Categories
Uncategorized

More Robot Fun

We mentioned yesterday that WWW::SimpleRobot did not respect the robots.txt file. Well, there’s always WWW::RobotRules, which was easily dropped into place providing me a simple robot that followed the rules of a robots.txt file, if one exists.

My “outlinebot” is working quite well now, and I’m sure I’ll be tweaking it for the next few weeks or months… If I haven’t said this in a while, I really like Perl…

Categories
Uncategorized

R$$ and Privacy

Tim Bray had this idea, and I must admit, I had the same idea as well, an RSS feed of my financial transactions. I know, it’s most likely a long way off… or is it? While driving home last night I heard a commercial promoting email alerts from a bank. They seemed to be saying you could get sent account information via email. Now, I don’t know what kind of information they are sending, and I hope it’s encryped with PGP/GPG or something, but here’s where it gets interesting. If my bank sends me email with useful data, I can easily parse that data and build it into some sort of RSS feed for my own use. I know, it’s a lot more complex than that, but it’s the start of an idea anyway…

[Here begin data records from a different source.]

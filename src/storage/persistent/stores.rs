//! File-per-object store implementations.
//!
//! Layout under the data directory:
//!
//! ```text
//! <data_dir>/.lock
//! <data_dir>/staging/<id>.json
//! <data_dir>/knowledge_base/{profile,projects,patents,certifications}.json
//! ```

use std::fs;
use std::io::ErrorKind;
use std::path::{Path, PathBuf};
use std::sync::{Arc, Mutex};

use chrono::Utc;
use serde::Serialize;
use tracing::{debug, warn};

use crate::bundle::{CanonicalCollection, EntryCollection, ProfileDocument};
use crate::entry::Entry;
use crate::staging::{StageId, StagedRecord};
use crate::storage::traits::{CollectionStore, RecordStore, StorageError};

use super::atomic::{is_temp_file, replace_file, sweep_temp_files};
use super::file_lock::DirectoryLock;
use super::PersistentConfig;

/// Subdirectory holding staged records.
pub const STAGING_DIR: &str = "staging";

/// Subdirectory holding the canonical collections.
pub const KNOWLEDGE_DIR: &str = "knowledge_base";

fn lock_err(context: &'static str) -> StorageError {
    StorageError::Backend(format!("poisoned lock: {context}"))
}

fn encode<T: Serialize>(value: &T) -> Result<Vec<u8>, StorageError> {
    let mut bytes =
        serde_json::to_vec_pretty(value).map_err(|e| StorageError::Serialization(e.to_string()))?;
    bytes.push(b'\n');
    Ok(bytes)
}

fn read_optional(path: &Path) -> Result<Option<Vec<u8>>, StorageError> {
    match fs::read(path) {
        Ok(bytes) => Ok(Some(bytes)),
        Err(e) if e.kind() == ErrorKind::NotFound => Ok(None),
        Err(e) => Err(StorageError::Io(e)),
    }
}

fn corrupt(path: &Path, reason: impl ToString) -> StorageError {
    StorageError::Corrupt {
        location: path.display().to_string(),
        reason: reason.to_string(),
    }
}

/// Staged records, one JSON file per id.
#[derive(Debug)]
pub struct FileRecordStore {
    dir: PathBuf,
    sync_on_write: bool,
    write_guard: Mutex<()>,
}

impl FileRecordStore {
    /// Opens (creating if needed) a record directory.
    pub fn open(dir: impl Into<PathBuf>, sync_on_write: bool) -> Result<Self, StorageError> {
        let dir = dir.into();
        fs::create_dir_all(&dir)?;
        let swept = sweep_temp_files(&dir)?;
        if swept > 0 {
            debug!(dir = %dir.display(), swept, "removed stale temp files");
        }
        Ok(Self {
            dir,
            sync_on_write,
            write_guard: Mutex::new(()),
        })
    }

    /// Directory holding the record files.
    #[must_use]
    pub fn dir(&self) -> &Path {
        &self.dir
    }

    // Ids that could escape the directory are never mapped to a path.
    fn path_for(&self, id: &StageId) -> Option<PathBuf> {
        id.is_well_formed().then(|| self.dir.join(format!("{id}.json")))
    }

    fn read_record(path: &Path) -> Result<Option<StagedRecord>, StorageError> {
        let Some(bytes) = read_optional(path)? else {
            return Ok(None);
        };
        serde_json::from_slice(&bytes)
            .map(Some)
            .map_err(|e| corrupt(path, e))
    }
}

impl RecordStore for FileRecordStore {
    fn insert_if_absent(&self, record: &StagedRecord) -> Result<bool, StorageError> {
        let path = self
            .path_for(&record.id)
            .ok_or_else(|| StorageError::Backend(format!("malformed stage id: {}", record.id)))?;
        let _guard = self.write_guard.lock().map_err(|_| lock_err("records.insert"))?;
        if path.exists() {
            return Ok(false);
        }
        replace_file(&path, &encode(record)?, self.sync_on_write)?;
        Ok(true)
    }

    fn get(&self, id: &StageId) -> Result<Option<StagedRecord>, StorageError> {
        match self.path_for(id) {
            Some(path) => Self::read_record(&path),
            None => Ok(None),
        }
    }

    fn put(&self, record: &StagedRecord) -> Result<(), StorageError> {
        let path = self
            .path_for(&record.id)
            .ok_or_else(|| StorageError::Backend(format!("malformed stage id: {}", record.id)))?;
        let _guard = self.write_guard.lock().map_err(|_| lock_err("records.put"))?;
        replace_file(&path, &encode(record)?, self.sync_on_write)?;
        Ok(())
    }

    fn remove(&self, id: &StageId) -> Result<bool, StorageError> {
        let Some(path) = self.path_for(id) else {
            return Ok(false);
        };
        let _guard = self.write_guard.lock().map_err(|_| lock_err("records.remove"))?;
        match fs::remove_file(&path) {
            Ok(()) => Ok(true),
            Err(e) if e.kind() == ErrorKind::NotFound => Ok(false),
            Err(e) => Err(StorageError::Io(e)),
        }
    }

    fn list(&self) -> Result<Vec<StagedRecord>, StorageError> {
        let mut records = Vec::new();
        for dir_entry in fs::read_dir(&self.dir)? {
            let path = dir_entry?.path();
            if is_temp_file(&path) || path.extension().map_or(true, |e| e != "json") {
                continue;
            }
            match Self::read_record(&path) {
                Ok(Some(record)) => records.push(record),
                Ok(None) => {}
                Err(e) => warn!(path = %path.display(), error = %e, "skipping unreadable staged record"),
            }
        }
        Ok(records)
    }
}

/// The canonical collections, one JSON document per collection.
#[derive(Debug)]
pub struct FileCollectionStore {
    dir: PathBuf,
    sync_on_write: bool,
}

impl FileCollectionStore {
    /// Opens (creating if needed) a knowledge directory.
    pub fn open(dir: impl Into<PathBuf>, sync_on_write: bool) -> Result<Self, StorageError> {
        let dir = dir.into();
        fs::create_dir_all(&dir)?;
        sweep_temp_files(&dir)?;
        Ok(Self { dir, sync_on_write })
    }

    /// Path of the file backing `collection`.
    #[must_use]
    pub fn path_of(&self, collection: CanonicalCollection) -> PathBuf {
        self.dir.join(format!("{}.json", collection.name()))
    }
}

impl CollectionStore for FileCollectionStore {
    fn load_profile(&self) -> Result<Option<ProfileDocument>, StorageError> {
        let path = self.path_of(CanonicalCollection::Profile);
        let Some(bytes) = read_optional(&path)? else {
            return Ok(None);
        };
        serde_json::from_slice(&bytes)
            .map(Some)
            .map_err(|e| corrupt(&path, e))
    }

    fn store_profile(&self, profile: &ProfileDocument) -> Result<(), StorageError> {
        let path = self.path_of(CanonicalCollection::Profile);
        replace_file(&path, &encode(profile)?, self.sync_on_write)?;
        Ok(())
    }

    fn load_entries(&self, collection: EntryCollection) -> Result<Option<Vec<Entry>>, StorageError> {
        let path = self.path_of(collection.canonical());
        let Some(bytes) = read_optional(&path)? else {
            return Ok(None);
        };
        let mut doc: serde_json::Value =
            serde_json::from_slice(&bytes).map_err(|e| corrupt(&path, e))?;
        let Some(doc) = doc.as_object_mut() else {
            return Err(corrupt(&path, "expected a JSON object"));
        };
        match doc.remove(collection.name()) {
            None => Ok(Some(Vec::new())),
            Some(list) => serde_json::from_value(list)
                .map(Some)
                .map_err(|e| corrupt(&path, e)),
        }
    }

    fn store_entries(&self, collection: EntryCollection, entries: &[Entry]) -> Result<(), StorageError> {
        let path = self.path_of(collection.canonical());
        let mut doc = serde_json::Map::new();
        doc.insert(
            collection.name().to_string(),
            serde_json::to_value(entries).map_err(|e| StorageError::Serialization(e.to_string()))?,
        );
        replace_file(&path, &encode(&doc)?, self.sync_on_write)?;
        Ok(())
    }

    fn quarantine(&self, collection: CanonicalCollection) -> Result<(), StorageError> {
        let path = self.path_of(collection);
        if !path.exists() {
            return Ok(());
        }
        let stamp = Utc::now().format("%Y%m%dT%H%M%S%.3f");
        let target = self.dir.join(format!("{}.json.corrupt-{stamp}", collection.name()));
        fs::rename(&path, &target)?;
        warn!(
            collection = collection.name(),
            moved_to = %target.display(),
            "quarantined corrupt collection file"
        );
        Ok(())
    }
}

/// Both file stores for one data directory, plus the directory lock.
///
/// This is the store handle the rest of the crate is given; it is opened
/// once at process start and dropping it releases the lock.
pub struct PersistentStores {
    /// The data directory.
    pub dir: PathBuf,
    /// Staged proposals.
    pub records: Arc<FileRecordStore>,
    /// Canonical collections.
    pub collections: Arc<FileCollectionStore>,
    _lock: DirectoryLock,
}

impl PersistentStores {
    /// Opens or creates the stores under `dir`.
    ///
    /// # Errors
    /// - `StorageError::Locked` if another process holds the directory
    /// - `StorageError::Io` if the directories cannot be created
    pub fn open(dir: &Path, config: &PersistentConfig) -> Result<Self, StorageError> {
        fs::create_dir_all(dir)?;
        let lock = DirectoryLock::acquire(dir).map_err(|e| {
            if e.kind() == ErrorKind::WouldBlock {
                StorageError::Locked(format!("{}: {e}", dir.display()))
            } else {
                StorageError::Io(e)
            }
        })?;

        let records = FileRecordStore::open(dir.join(STAGING_DIR), config.sync_on_write)?;
        let collections = FileCollectionStore::open(dir.join(KNOWLEDGE_DIR), config.sync_on_write)?;

        Ok(Self {
            dir: dir.to_path_buf(),
            records: Arc::new(records),
            collections: Arc::new(collections),
            _lock: lock,
        })
    }
}

#[cfg(test)]
mod tests {
    use super::*;
    use crate::bundle::{ContentBundle, SourceInfo};
    use crate::staging::StageStatus;
    use tempfile::tempdir;

    fn record(id: &str) -> StagedRecord {
        let now = Utc::now();
        StagedRecord {
            id: StageId::from(id),
            content: ContentBundle {
                projects: vec![Entry::new().with("title", "Compiler")],
                ..ContentBundle::default()
            },
            source_info: SourceInfo::from_files(["cv.pdf"]),
            created_at: now,
            status: StageStatus::Pending,
            status_changed_at: now,
            status_reason: None,
        }
    }

    #[test]
    fn test_record_roundtrip_through_disk() {
        let dir = tempdir().unwrap();
        let store = FileRecordStore::open(dir.path(), false).unwrap();
        let r = record("0123456789ab");
        assert!(store.insert_if_absent(&r).unwrap());
        assert!(dir.path().join("0123456789ab.json").exists());

        let reopened = FileRecordStore::open(dir.path(), false).unwrap();
        assert_eq!(reopened.get(&r.id).unwrap().unwrap(), r);
        assert_eq!(reopened.list().unwrap().len(), 1);
    }

    #[test]
    fn test_malformed_ids_never_touch_disk() {
        let dir = tempdir().unwrap();
        let store = FileRecordStore::open(dir.path(), false).unwrap();
        let id = StageId::from("../escape");
        assert!(store.get(&id).unwrap().is_none());
        assert!(!store.remove(&id).unwrap());
        assert!(store.insert_if_absent(&record("../escape")).is_err());
    }

    #[test]
    fn test_list_skips_unreadable_records() {
        let dir = tempdir().unwrap();
        let store = FileRecordStore::open(dir.path(), false).unwrap();
        store.insert_if_absent(&record("0123456789ab")).unwrap();
        fs::write(dir.path().join("ffffffffffff.json"), b"{ not json").unwrap();
        assert_eq!(store.list().unwrap().len(), 1);
        assert!(store.get(&StageId::from("ffffffffffff")).unwrap_err().is_corrupt());
    }

    #[test]
    fn test_collection_document_shape() {
        let dir = tempdir().unwrap();
        let store = FileCollectionStore::open(dir.path(), false).unwrap();
        store
            .store_entries(EntryCollection::Patents, &[Entry::new().with("title", "Widget")])
            .unwrap();
        let raw: serde_json::Value =
            serde_json::from_slice(&fs::read(dir.path().join("patents.json")).unwrap()).unwrap();
        assert_eq!(raw["patents"][0]["title"], "Widget");
    }

    #[test]
    fn test_missing_collection_key_is_empty() {
        let dir = tempdir().unwrap();
        let store = FileCollectionStore::open(dir.path(), false).unwrap();
        fs::write(dir.path().join("projects.json"), b"{}").unwrap();
        assert_eq!(store.load_entries(EntryCollection::Projects).unwrap(), Some(Vec::new()));
    }

    #[test]
    fn test_quarantine_moves_corrupt_file() {
        let dir = tempdir().unwrap();
        let store = FileCollectionStore::open(dir.path(), false).unwrap();
        fs::write(dir.path().join("patents.json"), b"[[[").unwrap();
        assert!(store.load_entries(EntryCollection::Patents).unwrap_err().is_corrupt());

        store.quarantine(CanonicalCollection::Patents).unwrap();
        assert!(store.load_entries(EntryCollection::Patents).unwrap().is_none());
        let moved = fs::read_dir(dir.path())
            .unwrap()
            .filter_map(Result::ok)
            .any(|e| e.file_name().to_string_lossy().starts_with("patents.json.corrupt-"));
        assert!(moved);
    }

    #[test]
    fn test_second_open_is_locked() {
        let dir = tempdir().unwrap();
        let _first = PersistentStores::open(dir.path(), &PersistentConfig::default()).unwrap();
        let second = PersistentStores::open(dir.path(), &PersistentConfig::default());
        assert!(matches!(second, Err(StorageError::Locked(_))));
    }
}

Which brings up another interesting issue. Privacy of RSS feed subscription information. Many people share their subscription file on their sites, which is a good idea, and does neat things, but I found when I did this, I first had to delete a feed, not because of a privacy concern, but because it was a resource that could not be reached by the world, and internal project server. So, I’d propose the following to the aggregator makers, add a way for a feed to be marked as private, so that when I export out my file, it can provide me with a list of public feeds that you subscribe to. It would also be useful for people wishing to avoid the embarrasing “You subscribe to what feed?” question…

Categories
Uncategorized

Site Outline!

I also found some code to build a site outline, as mentioned yesterday. I’m using WWW::SimpleRobot. It just took a few small tweaks to the example to get what I needed. What I’m really after is a spider I can point to a site, and have it show me all the urls it can find, so I can compare it against the files of the site (on my local filesystem) to see what doesn’t get spidered. It’s a search engine robot simulator.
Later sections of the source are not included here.